Hardliner-Schaulaufen mit Kugler, Sobotka und Raab
Nationalratspräsident Wolfgang Sobotka (ÖVP) lädt nächste Woche zum gemeinsamen Gebet ins Parlament. Das sorgt für Kritik. SPÖ und NEOS sagten nach anfänglicher Zusage ab.
Wien, 03. Dezember 2020 | Es ist nur eineinhalb Jahre her, als sich Bundeskanzler Sebastian Kurz in der Wiener Stadthalle – mitten im Wahlkampf – von christlichen Fundamentalisten segnen ließ. Nun sorgt Nationalratspräsident Wolfgang Sobotka mit einer Einladung für Wirbel: Gemeinsam mit Bundesratspräsidentin Andrea Eder-Gitschthaler (ÖVP) lädt er zu einer „gemeinsamen adventlichen Online-Gebetsfeier“. Das „Gebetsfrühstück“ am 8. Dezember um 20.00 Uhr soll „Hoffnung in der Krise“ vermitteln.
Die Segnung aus der Stadthalle
Bild: Screenshot/Youtube
Alles, was Rang und ÖVP-Buch hat, mit dabei
Neben den beiden Präsidenten wird auch Kultusministerin Susanne Raab (ÖVP) Eröffnungsworte sprechen.
Die rein christliche Rednerliste wird von der ehemaligen steirische Landeshauptfrau Waltraud Klasnic (ÖVP) sowie Georg Mayr-Melnhof, Jugendleiter der Erzdiözese Salzburg sowie Gründer der Loretto-Gemeinschaft, ergänzt.
Hardlinerin Kugler moderiert
Moderiert wird die Veranstaltung von der ÖVP-Nationalratsabgeordneten Gudrun Kugler. Kugler ist vehemente Abtreibungsgegnerin. Ihr Mann war als Pressereferent der katholisch-fundamentalistischen Gruppe “Opus Dei” tätig. Auch von der Ehe zwischen Homosexuellen ist Hardlinerin Kugler kein Freund. Die ÖVP-Kandidatin hatte in der Zeitschrift “Couleur” geschrieben, dass die Homo-Ehe “unweigerlich zu schrittweisen Erweiterungen” führe, etwa einer “Ehe unter Geschwistern”.

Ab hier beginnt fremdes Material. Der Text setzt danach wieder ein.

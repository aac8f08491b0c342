//! Coalescing of concurrent renders for the same key.

use std::collections::HashMap;
use std::sync::{Arc, Weak};

use tokio::sync::{Mutex, OwnedMutexGuard};

/// Per-key async locks, held while a missing fragment is rendered.
///
/// Locks live in-process only; an entry disappears once nobody holds or
/// waits on it.
#[derive(Debug, Default)]
pub struct SingleFlight {
    locks: Mutex<HashMap<String, Weak<Mutex<()>>>>,
}

impl SingleFlight {
    pub fn new() -> Self {
        Self::default()
    }

    /// Wait for exclusive ownership of `key`.
    pub async fn acquire(&self, key: &str) -> OwnedMutexGuard<()> {
        let lock = {
            let mut locks = self.locks.lock().await;
            locks.retain(|_, lock| lock.strong_count() > 0);
            match locks.get(key).and_then(Weak::upgrade) {
                Some(lock) => lock,
                None => {
                    let lock = Arc::new(Mutex::new(()));
                    locks.insert(key.to_string(), Arc::downgrade(&lock));
                    lock
                }
            }
        };
        lock.lock_owned().await
    }

    /// Number of keys currently held or awaited.
    pub async fn in_flight(&self) -> usize {
        self.locks
            .lock()
            .await
            .values()
            .filter(|lock| lock.strong_count() > 0)
            .count()
    }
}
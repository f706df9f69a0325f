//! Wall-clock timestamps in milliseconds since the Unix epoch.

use std::time::{SystemTime, UNIX_EPOCH};

/// Milliseconds since the Unix epoch
pub type Timestamp = u64;

/// Current wall-clock time
pub fn now_ms() -> Timestamp {
    SystemTime::now()
        .duration_since(UNIX_EPOCH)
        .unwrap_or_default()
        .as_millis() as u64
}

2015 hatte der ehemalige Wiener ÖVP-Chef Manfred Juraczka – der die Volkspartei in Wien mit 9 Prozent fast versenkt hatte – davon gesprochen, dass Leute wie Kugler die “Vielfalt einer Partei” ausmachen würden.
Christen-Ultra Gudrun Kugler gemeinsam mit Sebastian Kurz
Bild: APA
SPÖ und NEOS ziehen zurück
Nach anfänglicher Zusage aller Parlamentsparteien zum ÖVP-Parlamentsgebet, ziehen nun Abgeordnete von SPÖ und NEOS diese zurück. Schon mehrmals hatte Sobotka im Parlament zum “Gebetsfrühstück” geladen, und damit auch Kritik, etwa an mangelnder Trennung von Staat und Kirche sowie – auch zur kommenden Veranstaltung in den sozialen Medien – Hohn geerntet.
Auch die zweite Nationalratspräsidentin Doris Bures (SPÖ) kritisiert die Veranstaltung im Hohen Haus. Gegenüber dem Standard sagt sie, dass sie in die Organisation „überhaupt nicht eingebunden“ gewesen sei. Sie selbst “vertritt die Auffassung, dass Österreich aufgrund seiner Geschichte sehr sensibel mit dem Thema der Trennung von Staat und Religion umgehen sollte”.
Scharfe Kritik kommt auch vom Verein “Religion ist Privatsache”. In einer Aussendung schreibt dieser:
“Während sich die Zweite Republik inmitten der schlimmsten Krise ihrer Geschichte befindet, intensivieren christlich-fundamentalistische Aktivisten und erzkonservative Politiker ihre Bemühungen, das Österreichische Parlament für ihre Zwecke zu vereinnahmen. So plant das selbsternannte „Komitee des Nationalen Parlamentarischen Gebetsfrühstücks“ am 8. Dezember, unter dem vorgeschobenen Credo „Hoffnung in der Krise“, eine religiöse Veranstaltung abzuhalten bei gleichzeitigem Vortäuschen einer Schirmherrschaft des Österreichischen Parlaments. Zu diesem Zweck tragen die Einladungen zur Gebetsfeier das offizielle Emblem des Österreichischen Parlaments sowie die dazugehörige Überschrift „Republik Österreich – Parlament“.
Die Trennung von Staat und Kirche (Säkularität) ist übrigens noch nicht in Österreichs Verfassung festgeschrieben.